Physics and AI-Based Digital Twin of Multi-Spectrum Propagation Characteristics for Communication and Sensing in 6G and Beyond

To realize intelligent connection of everything and the digital twin (DT) of the physical world in 6G and beyond, new communication and sensing solutions are demanded. The potential of multiple spectrums is maximized for various applications and scenarios. In such a context, an accurate, efficient, and pervasive multi-spectrum propagation model is needed as a critical and unified baseline for testing the performance of the solutions in various scenarios. This work presents ray-tracing (RT) oriented methods for the DT presentation of radio propagation at multiple frequency bands from microwave to visible light. The material- and field-measurement-based approaches are proposed to characterize the electromagnetic properties of materials.

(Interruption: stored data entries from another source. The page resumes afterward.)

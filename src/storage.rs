//! Durable storage for the task collection.
//!
//! The board keeps its whole collection as one JSON array under a single
//! well-known key. `KeyValueStore` is the medium (a directory of JSON files in
//! normal use); `TaskRepository` is the adapter on top of it that knows the key,
//! the schema, and the seed fallback.
//!
//! Reads never fail from the caller's point of view: a missing key, an I/O
//! error, malformed JSON or a collection that breaks the task invariants all
//! yield the seed collection. Writes are best effort: a failure is logged and
//! dropped.

use std::collections::HashSet;
use std::fs::{self, File};
use std::io::Write;
use std::path::{Path, PathBuf};

use thiserror::Error;
use tracing::{debug, warn};

use crate::seed::seed_tasks;
use crate::task::Task;

/// Key the task collection is stored under.
pub const TASKS_KEY: &str = "tasks";

/// Errors raised by a storage medium.
#[derive(Debug, Error)]
pub enum StorageError {
    #[error("failed to access {path}: {source}")]
    Io {
        path: PathBuf,
        source: std::io::Error,
    },

    #[error("failed to encode tasks: {0}")]
    Encode(#[from] serde_json::Error),
}

/// A string key-value medium with whole-value replace semantics.
pub trait KeyValueStore {
    /// Value stored under `key`, or `None` if the key was never written.
    fn get(&self, key: &str) -> Result<Option<String>, StorageError>;

    /// Replace the value stored under `key`.
    fn set(&mut self, key: &str, value: &str) -> Result<(), StorageError>;
}

/// Stores each key as `<dir>/<key>.json`.
#[derive(Debug, Clone)]
pub struct FileStore {
    dir: PathBuf,
}

impl FileStore {
    pub fn new(dir: impl Into<PathBuf>) -> Self {
        FileStore { dir: dir.into() }
    }

    pub fn dir(&self) -> &Path {
        &self.dir
    }

    /// File backing `key`.
    pub fn path_for(&self, key: &str) -> PathBuf {
        self.dir.join(format!("{key}.json"))
    }
}

impl KeyValueStore for FileStore {
    fn get(&self, key: &str) -> Result<Option<String>, StorageError> {
        let path = self.path_for(key);
        match fs::read_to_string(&path) {
            Ok(buf) => Ok(Some(buf)),
            Err(e) if e.kind() == std::io::ErrorKind::NotFound => Ok(None),
            Err(source) => Err(StorageError::Io { path, source }),
        }
    }

    fn set(&mut self, key: &str, value: &str) -> Result<(), StorageError> {
        let path = self.path_for(key);
        let io_err = |path: &Path| {
            let path = path.to_path_buf();
            move |source| StorageError::Io { path, source }
        };

        fs::create_dir_all(&self.dir).map_err(io_err(&self.dir))?;

        // Temp file + rename so a reader never sees half a collection.
        let tmp = path.with_extension("json.tmp");
        let mut f = File::create(&tmp).map_err(io_err(&tmp))?;
        f.write_all(value.as_bytes()).map_err(io_err(&tmp))?;
        f.flush().map_err(io_err(&tmp))?;
        fs::rename(&tmp, &path).map_err(io_err(&path))?;
        Ok(())
    }
}

/// Loads and saves the task collection through a `KeyValueStore`.
#[derive(Debug)]
pub struct TaskRepository<S> {
    backend: S,
}

impl<S: KeyValueStore> TaskRepository<S> {
    pub fn new(backend: S) -> Self {
        TaskRepository { backend }
    }

    pub fn backend(&self) -> &S {
        &self.backend
    }

    /// Read the saved collection, falling back to the seed tasks.
    pub fn load(&self) -> Vec<Task> {
        let raw = match self.backend.get(TASKS_KEY) {
            Ok(Some(raw)) => raw,
            Ok(None) => {
                debug!("no saved board, starting from seed tasks");
                return seed_tasks();
            }
            Err(e) => {
                warn!("error reading saved board, using seed tasks: {e}");
                return seed_tasks();
            }
        };

        let tasks: Vec<Task> = match serde_json::from_str(&raw) {
            Ok(tasks) => tasks,
            Err(e) => {
                warn!("error parsing saved board, using seed tasks: {e}");
                return seed_tasks();
            }
        };

        if let Err(reason) = check_invariants(&tasks) {
            warn!("saved board is inconsistent ({reason}), using seed tasks");
            return seed_tasks();
        }

        debug!(count = tasks.len(), "loaded saved board");
        tasks
    }

    /// Overwrite the saved collection. Failures are logged, not returned.
    pub fn save(&mut self, tasks: &[Task]) {
        if let Err(e) = self.try_save(tasks) {
            warn!("failed to save board: {e}");
        }
    }

    fn try_save(&mut self, tasks: &[Task]) -> Result<(), StorageError> {
        let data = serde_json::to_string_pretty(tasks)?;
        self.backend.set(TASKS_KEY, &data)
    }
}

/// Every id unique, every title non-empty.
fn check_invariants(tasks: &[Task]) -> Result<(), String> {
    let mut seen = HashSet::new();
    for t in tasks {
        if t.title.is_empty() {
            return Err(format!("task {} has an empty title", t.id));
        }
        if !seen.insert(t.id.as_str()) {
            return Err(format!("duplicate task id {}", t.id));
        }
    }
    Ok(())
}

/// In-process store that counts writes. Used by tests across the crate.
#[cfg(test)]
#[derive(Debug, Default)]
pub struct MemoryStore {
    entries: std::collections::HashMap<String, String>,
    writes: usize,
    fail_writes: bool,
}

#[cfg(test)]
impl MemoryStore {
    pub fn with_value(key: &str, value: &str) -> Self {
        let mut store = MemoryStore::default();
        store.entries.insert(key.to_string(), value.to_string());
        store
    }

    /// A store whose every write fails.
    pub fn failing() -> Self {
        MemoryStore {
            fail_writes: true,
            ..MemoryStore::default()
        }
    }

    pub fn writes(&self) -> usize {
        self.writes
    }

    pub fn raw(&self, key: &str) -> Option<&str> {
        self.entries.get(key).map(String::as_str)
    }
}

#[cfg(test)]
impl KeyValueStore for MemoryStore {
    fn get(&self, key: &str) -> Result<Option<String>, StorageError> {
        Ok(self.entries.get(key).cloned())
    }

    fn set(&mut self, key: &str, value: &str) -> Result<(), StorageError> {
        if self.fail_writes {
            return Err(StorageError::Io {
                path: PathBuf::from(key),
                source: std::io::Error::new(std::io::ErrorKind::PermissionDenied, "read-only"),
            });
        }
        self.writes += 1;
        self.entries.insert(key.to_string(), value.to_string());
        Ok(())
    }
}

#[cfg(test)]
mod tests {
    use super::*;
    use crate::fields::{Priority, Status};

    #[test]
    fn missing_key_loads_seed() {
        let repo = TaskRepository::new(MemoryStore::default());
        assert_eq!(repo.load(), seed_tasks());
    }

    #[test]
    fn malformed_json_loads_seed() {
        let repo = TaskRepository::new(MemoryStore::with_value(TASKS_KEY, "{not json"));
        assert_eq!(repo.load(), seed_tasks());
    }

    #[test]
    fn wrong_shape_loads_seed() {
        let repo = TaskRepository::new(MemoryStore::with_value(TASKS_KEY, r#"[{"id":"1","title":"x"}]"#));
        assert_eq!(repo.load(), seed_tasks());

        let repo = TaskRepository::new(MemoryStore::with_value(
            TASKS_KEY,
            r#"[{"id":"1","title":"x","startDate":"a","endDate":"b","priority":"Low","status":"blocked"}]"#,
        ));
        assert_eq!(repo.load(), seed_tasks());
    }

    #[test]
    fn duplicate_ids_load_seed() {
        let one = r#"{"id":"1","title":"x","startDate":"a","endDate":"b","priority":"Low","status":"todo"}"#;
        let repo = TaskRepository::new(MemoryStore::with_value(TASKS_KEY, &format!("[{one},{one}]")));
        assert_eq!(repo.load(), seed_tasks());
    }

    #[test]
    fn whitespace_title_is_kept_but_empty_title_loads_seed() {
        let raw = r#"[{"id":"1","title":" ","startDate":"a","endDate":"b","priority":"Low","status":"todo"}]"#;
        let tasks = TaskRepository::new(MemoryStore::with_value(TASKS_KEY, raw)).load();
        assert_eq!(tasks.len(), 1);
        assert_eq!(tasks[0].title, " ");

        let raw = raw.replace(r#""title":" ""#, r#""title":"""#);
        let repo = TaskRepository::new(MemoryStore::with_value(TASKS_KEY, &raw));
        assert_eq!(repo.load(), seed_tasks());
    }

    #[test]
    fn empty_array_is_a_valid_board() {
        let repo = TaskRepository::new(MemoryStore::with_value(TASKS_KEY, "[]"));
        assert!(repo.load().is_empty());
    }

    #[test]
    fn legacy_medium_priority_migrates_on_load() {
        let raw = r#"[{"id":"9","title":"Old","startDate":"a","endDate":"b","assignees":["Ann"],
            "priority":"Medium","status":"inProgress"}]"#;
        let repo = TaskRepository::new(MemoryStore::with_value(TASKS_KEY, raw));
        let tasks = repo.load();
        assert_eq!(tasks.len(), 1);
        assert_eq!(tasks[0].priority, Priority::Normal);
        assert_eq!(tasks[0].status, Status::InProgress);
    }

    #[test]
    fn save_then_load_returns_same_collection() {
        let mut repo = TaskRepository::new(MemoryStore::default());
        let mut tasks = seed_tasks();
        tasks.truncate(2);
        repo.save(&tasks);
        assert_eq!(repo.backend().writes(), 1);
        assert_eq!(repo.load(), tasks);
    }

    #[test]
    fn failed_save_is_swallowed() {
        let mut repo = TaskRepository::new(MemoryStore::failing());
        repo.save(&seed_tasks());
        assert_eq!(repo.backend().writes(), 0);
    }

    #[test]
    fn file_store_round_trips_and_replaces_whole_value() {
        let dir = tempfile::tempdir().unwrap();
        let mut store = FileStore::new(dir.path().join("board"));
        assert_eq!(store.get(TASKS_KEY).unwrap(), None);

        store.set(TASKS_KEY, "[1]").unwrap();
        store.set(TASKS_KEY, "[]").unwrap();
        assert_eq!(store.get(TASKS_KEY).unwrap().as_deref(), Some("[]"));
        assert!(store.path_for(TASKS_KEY).exists());
        assert!(!store.path_for(TASKS_KEY).with_extension("json.tmp").exists());
    }

    #[test]
    fn file_backed_repository_falls_back_on_corrupt_file() {
        let dir = tempfile::tempdir().unwrap();
        let store = FileStore::new(dir.path());
        fs::write(store.path_for(TASKS_KEY), "{not json").unwrap();
        assert_eq!(TaskRepository::new(store).load(), seed_tasks());
    }
}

On that basis, the propagation mechanisms are developed and validated, and the corresponding parameters are inverted. For the real-time simulation demand, RT and artificial intelligence (AI) algorithms are fused to develop a super-resolution modeling method. The experimental results indicate that the proposed method outperforms the baseline model regarding stability and accuracy. It can significantly reduce the computation time with comparable accuracy to the RT-only approach. The proposed methodologies and the in-depth discussions in this work are expected to pave the way to realize the DT of multi-spectrum propagation for evaluating 6G and beyond technologies.